YOUR OBJECTIVE.
Transcribe the records word for word, beginning with the first line and ending with the line that contains "use super::BaseImageStore;"; include nothing else.

Saved data entries.
□ □ □
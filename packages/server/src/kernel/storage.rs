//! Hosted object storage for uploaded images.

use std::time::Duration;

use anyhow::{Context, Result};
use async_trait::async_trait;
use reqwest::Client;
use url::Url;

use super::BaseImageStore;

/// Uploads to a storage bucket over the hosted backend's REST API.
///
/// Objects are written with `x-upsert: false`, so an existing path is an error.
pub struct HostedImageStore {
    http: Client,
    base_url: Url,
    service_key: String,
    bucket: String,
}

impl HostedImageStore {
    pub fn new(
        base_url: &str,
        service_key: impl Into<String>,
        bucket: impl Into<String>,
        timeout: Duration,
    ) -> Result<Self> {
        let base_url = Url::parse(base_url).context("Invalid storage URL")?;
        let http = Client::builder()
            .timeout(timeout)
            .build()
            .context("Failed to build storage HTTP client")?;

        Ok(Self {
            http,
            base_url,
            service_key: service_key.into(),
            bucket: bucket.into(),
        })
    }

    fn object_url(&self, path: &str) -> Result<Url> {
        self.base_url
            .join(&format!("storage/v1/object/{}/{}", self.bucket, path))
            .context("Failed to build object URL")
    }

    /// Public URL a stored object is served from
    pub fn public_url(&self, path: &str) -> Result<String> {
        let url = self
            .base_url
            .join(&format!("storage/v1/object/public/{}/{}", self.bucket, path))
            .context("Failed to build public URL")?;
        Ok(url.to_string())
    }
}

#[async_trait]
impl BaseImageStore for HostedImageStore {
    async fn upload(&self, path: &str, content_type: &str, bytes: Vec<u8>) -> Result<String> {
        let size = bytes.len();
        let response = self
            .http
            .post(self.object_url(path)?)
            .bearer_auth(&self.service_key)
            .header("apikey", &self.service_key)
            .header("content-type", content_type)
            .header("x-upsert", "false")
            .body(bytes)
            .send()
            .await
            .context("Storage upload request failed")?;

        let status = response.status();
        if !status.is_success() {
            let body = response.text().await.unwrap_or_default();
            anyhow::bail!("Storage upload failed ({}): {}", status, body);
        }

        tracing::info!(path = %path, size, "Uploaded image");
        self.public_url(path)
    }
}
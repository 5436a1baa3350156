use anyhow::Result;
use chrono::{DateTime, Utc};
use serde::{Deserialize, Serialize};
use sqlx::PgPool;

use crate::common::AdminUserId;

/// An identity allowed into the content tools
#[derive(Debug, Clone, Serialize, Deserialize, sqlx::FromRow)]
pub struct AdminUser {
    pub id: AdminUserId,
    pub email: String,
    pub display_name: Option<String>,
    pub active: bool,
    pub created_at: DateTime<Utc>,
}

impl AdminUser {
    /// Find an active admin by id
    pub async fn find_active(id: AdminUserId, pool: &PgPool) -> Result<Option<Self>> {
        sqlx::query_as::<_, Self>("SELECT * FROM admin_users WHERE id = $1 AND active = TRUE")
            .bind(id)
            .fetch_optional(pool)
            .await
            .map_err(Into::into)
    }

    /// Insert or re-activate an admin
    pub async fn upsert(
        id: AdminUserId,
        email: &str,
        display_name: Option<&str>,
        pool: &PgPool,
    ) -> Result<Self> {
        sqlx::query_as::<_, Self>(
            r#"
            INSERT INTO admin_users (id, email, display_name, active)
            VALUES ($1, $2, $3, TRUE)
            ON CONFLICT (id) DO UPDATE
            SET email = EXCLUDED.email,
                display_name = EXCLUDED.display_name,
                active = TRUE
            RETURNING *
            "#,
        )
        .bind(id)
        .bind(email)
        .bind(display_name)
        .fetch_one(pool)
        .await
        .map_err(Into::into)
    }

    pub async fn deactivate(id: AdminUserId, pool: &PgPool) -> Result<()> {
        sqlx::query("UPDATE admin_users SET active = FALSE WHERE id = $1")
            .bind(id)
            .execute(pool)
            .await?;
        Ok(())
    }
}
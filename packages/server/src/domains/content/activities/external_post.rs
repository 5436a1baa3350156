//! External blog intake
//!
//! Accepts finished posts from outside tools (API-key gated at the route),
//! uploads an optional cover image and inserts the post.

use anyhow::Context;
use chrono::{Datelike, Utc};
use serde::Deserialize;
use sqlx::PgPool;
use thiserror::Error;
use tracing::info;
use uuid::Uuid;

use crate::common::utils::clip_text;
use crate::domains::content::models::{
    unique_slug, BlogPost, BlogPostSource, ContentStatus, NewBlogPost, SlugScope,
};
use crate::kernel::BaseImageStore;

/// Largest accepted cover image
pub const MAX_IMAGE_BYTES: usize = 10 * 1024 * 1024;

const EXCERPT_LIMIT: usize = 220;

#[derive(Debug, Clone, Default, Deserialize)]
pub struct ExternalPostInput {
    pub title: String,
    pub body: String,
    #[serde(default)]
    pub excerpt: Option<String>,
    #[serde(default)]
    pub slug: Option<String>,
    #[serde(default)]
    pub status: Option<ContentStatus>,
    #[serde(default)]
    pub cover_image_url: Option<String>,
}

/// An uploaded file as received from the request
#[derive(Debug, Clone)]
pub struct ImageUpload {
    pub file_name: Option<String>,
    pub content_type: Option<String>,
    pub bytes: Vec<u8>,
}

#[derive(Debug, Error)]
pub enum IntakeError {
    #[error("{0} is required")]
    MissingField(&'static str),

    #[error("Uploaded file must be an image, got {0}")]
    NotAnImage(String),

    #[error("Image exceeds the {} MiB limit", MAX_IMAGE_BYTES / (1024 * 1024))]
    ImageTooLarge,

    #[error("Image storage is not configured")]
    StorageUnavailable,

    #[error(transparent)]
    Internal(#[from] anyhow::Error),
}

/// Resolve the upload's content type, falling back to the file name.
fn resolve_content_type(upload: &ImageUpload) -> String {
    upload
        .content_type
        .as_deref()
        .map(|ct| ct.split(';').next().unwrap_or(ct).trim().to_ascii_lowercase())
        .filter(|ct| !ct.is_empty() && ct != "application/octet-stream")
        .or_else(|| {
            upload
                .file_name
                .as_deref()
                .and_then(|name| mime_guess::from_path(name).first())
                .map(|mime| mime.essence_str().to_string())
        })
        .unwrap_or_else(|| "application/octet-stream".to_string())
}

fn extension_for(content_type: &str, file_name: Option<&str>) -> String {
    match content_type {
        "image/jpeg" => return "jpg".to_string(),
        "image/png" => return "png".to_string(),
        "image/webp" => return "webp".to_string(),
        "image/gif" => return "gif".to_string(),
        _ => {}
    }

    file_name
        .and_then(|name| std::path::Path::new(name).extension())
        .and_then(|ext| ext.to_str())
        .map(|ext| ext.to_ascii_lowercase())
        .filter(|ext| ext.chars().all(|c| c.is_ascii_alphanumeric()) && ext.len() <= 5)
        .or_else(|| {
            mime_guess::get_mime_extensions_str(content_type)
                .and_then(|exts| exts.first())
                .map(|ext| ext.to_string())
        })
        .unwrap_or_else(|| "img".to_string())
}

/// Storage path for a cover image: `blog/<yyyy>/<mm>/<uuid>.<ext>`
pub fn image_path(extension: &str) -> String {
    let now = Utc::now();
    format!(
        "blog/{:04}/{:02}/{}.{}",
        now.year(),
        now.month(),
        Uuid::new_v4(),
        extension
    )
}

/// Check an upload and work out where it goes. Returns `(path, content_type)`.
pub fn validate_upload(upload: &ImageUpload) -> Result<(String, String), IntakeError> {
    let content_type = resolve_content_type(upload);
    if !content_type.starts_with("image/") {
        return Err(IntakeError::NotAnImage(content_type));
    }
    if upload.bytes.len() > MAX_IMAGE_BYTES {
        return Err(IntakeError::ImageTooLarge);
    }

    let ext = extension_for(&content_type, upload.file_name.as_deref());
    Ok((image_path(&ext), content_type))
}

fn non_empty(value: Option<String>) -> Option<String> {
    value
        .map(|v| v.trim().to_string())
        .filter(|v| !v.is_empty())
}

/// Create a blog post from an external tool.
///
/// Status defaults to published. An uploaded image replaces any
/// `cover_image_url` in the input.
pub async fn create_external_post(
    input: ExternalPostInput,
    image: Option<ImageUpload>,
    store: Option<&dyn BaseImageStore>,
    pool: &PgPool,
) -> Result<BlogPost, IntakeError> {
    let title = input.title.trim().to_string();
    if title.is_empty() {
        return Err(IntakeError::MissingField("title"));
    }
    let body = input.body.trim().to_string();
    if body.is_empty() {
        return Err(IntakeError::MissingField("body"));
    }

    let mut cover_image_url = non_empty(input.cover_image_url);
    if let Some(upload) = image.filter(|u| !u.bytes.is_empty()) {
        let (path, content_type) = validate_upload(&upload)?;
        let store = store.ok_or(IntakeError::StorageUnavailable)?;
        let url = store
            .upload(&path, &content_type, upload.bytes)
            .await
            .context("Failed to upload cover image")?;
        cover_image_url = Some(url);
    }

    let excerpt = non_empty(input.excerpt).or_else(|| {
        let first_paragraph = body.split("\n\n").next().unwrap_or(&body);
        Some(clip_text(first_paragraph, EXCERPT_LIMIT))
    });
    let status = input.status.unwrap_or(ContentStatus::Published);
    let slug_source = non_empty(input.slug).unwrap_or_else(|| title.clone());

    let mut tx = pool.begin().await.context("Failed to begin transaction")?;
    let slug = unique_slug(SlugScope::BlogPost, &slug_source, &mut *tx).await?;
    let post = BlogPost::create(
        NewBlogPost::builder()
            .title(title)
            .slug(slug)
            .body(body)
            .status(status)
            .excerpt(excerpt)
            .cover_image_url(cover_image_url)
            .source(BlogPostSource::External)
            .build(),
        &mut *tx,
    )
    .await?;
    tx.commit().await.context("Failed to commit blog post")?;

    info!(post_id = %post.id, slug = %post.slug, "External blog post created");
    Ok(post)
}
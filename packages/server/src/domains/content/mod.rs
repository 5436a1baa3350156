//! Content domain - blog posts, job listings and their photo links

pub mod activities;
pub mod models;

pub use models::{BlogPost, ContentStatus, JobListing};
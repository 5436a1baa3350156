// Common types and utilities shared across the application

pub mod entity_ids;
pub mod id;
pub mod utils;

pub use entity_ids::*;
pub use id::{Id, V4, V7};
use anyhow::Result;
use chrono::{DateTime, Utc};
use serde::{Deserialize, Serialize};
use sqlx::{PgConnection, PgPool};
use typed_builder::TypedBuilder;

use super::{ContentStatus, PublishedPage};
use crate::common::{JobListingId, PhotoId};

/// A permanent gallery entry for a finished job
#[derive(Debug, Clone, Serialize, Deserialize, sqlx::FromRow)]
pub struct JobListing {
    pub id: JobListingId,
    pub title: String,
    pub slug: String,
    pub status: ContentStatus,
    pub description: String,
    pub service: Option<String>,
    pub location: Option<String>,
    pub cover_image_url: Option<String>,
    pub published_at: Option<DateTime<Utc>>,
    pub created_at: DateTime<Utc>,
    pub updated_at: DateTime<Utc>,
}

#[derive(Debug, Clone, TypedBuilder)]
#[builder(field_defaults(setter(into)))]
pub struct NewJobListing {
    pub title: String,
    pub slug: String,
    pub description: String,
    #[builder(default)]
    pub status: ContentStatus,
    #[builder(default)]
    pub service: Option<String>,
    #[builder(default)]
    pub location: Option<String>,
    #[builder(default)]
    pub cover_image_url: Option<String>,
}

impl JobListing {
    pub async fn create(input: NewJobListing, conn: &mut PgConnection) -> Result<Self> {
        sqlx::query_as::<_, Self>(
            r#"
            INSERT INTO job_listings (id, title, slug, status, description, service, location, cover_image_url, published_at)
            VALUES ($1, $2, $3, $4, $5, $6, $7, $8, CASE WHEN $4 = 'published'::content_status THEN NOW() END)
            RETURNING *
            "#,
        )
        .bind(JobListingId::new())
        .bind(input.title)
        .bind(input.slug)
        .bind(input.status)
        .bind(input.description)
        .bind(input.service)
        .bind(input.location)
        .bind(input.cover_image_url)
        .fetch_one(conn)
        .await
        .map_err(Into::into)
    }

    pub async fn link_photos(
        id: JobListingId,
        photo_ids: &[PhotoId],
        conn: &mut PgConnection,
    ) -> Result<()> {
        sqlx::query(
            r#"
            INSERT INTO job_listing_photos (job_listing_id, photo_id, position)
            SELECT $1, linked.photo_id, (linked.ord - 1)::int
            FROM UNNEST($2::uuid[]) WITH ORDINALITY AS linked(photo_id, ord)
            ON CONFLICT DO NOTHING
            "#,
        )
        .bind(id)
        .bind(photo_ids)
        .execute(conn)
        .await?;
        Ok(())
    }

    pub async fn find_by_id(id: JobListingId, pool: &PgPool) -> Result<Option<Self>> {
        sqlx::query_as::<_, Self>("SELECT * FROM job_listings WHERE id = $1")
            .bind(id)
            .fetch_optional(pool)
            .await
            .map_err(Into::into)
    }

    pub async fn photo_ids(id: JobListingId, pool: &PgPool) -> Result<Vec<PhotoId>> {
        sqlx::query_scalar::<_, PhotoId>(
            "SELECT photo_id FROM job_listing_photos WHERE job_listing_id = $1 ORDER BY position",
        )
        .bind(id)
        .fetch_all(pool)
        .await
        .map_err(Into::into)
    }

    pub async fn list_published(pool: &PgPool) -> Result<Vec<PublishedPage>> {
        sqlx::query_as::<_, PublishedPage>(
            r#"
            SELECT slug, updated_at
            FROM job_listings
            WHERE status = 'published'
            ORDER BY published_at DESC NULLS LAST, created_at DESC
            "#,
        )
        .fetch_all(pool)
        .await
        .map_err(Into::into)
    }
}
□ □ □
TASK RESULT.
filename packages/server/src/kernel/storage.rs
//! Hosted object storage for uploaded images.

use std::time::Duration;

use anyhow::{Context, Result};
use async_trait::async_trait;
use reqwest::Client;
use url::Url;

use super::BaseImageStore;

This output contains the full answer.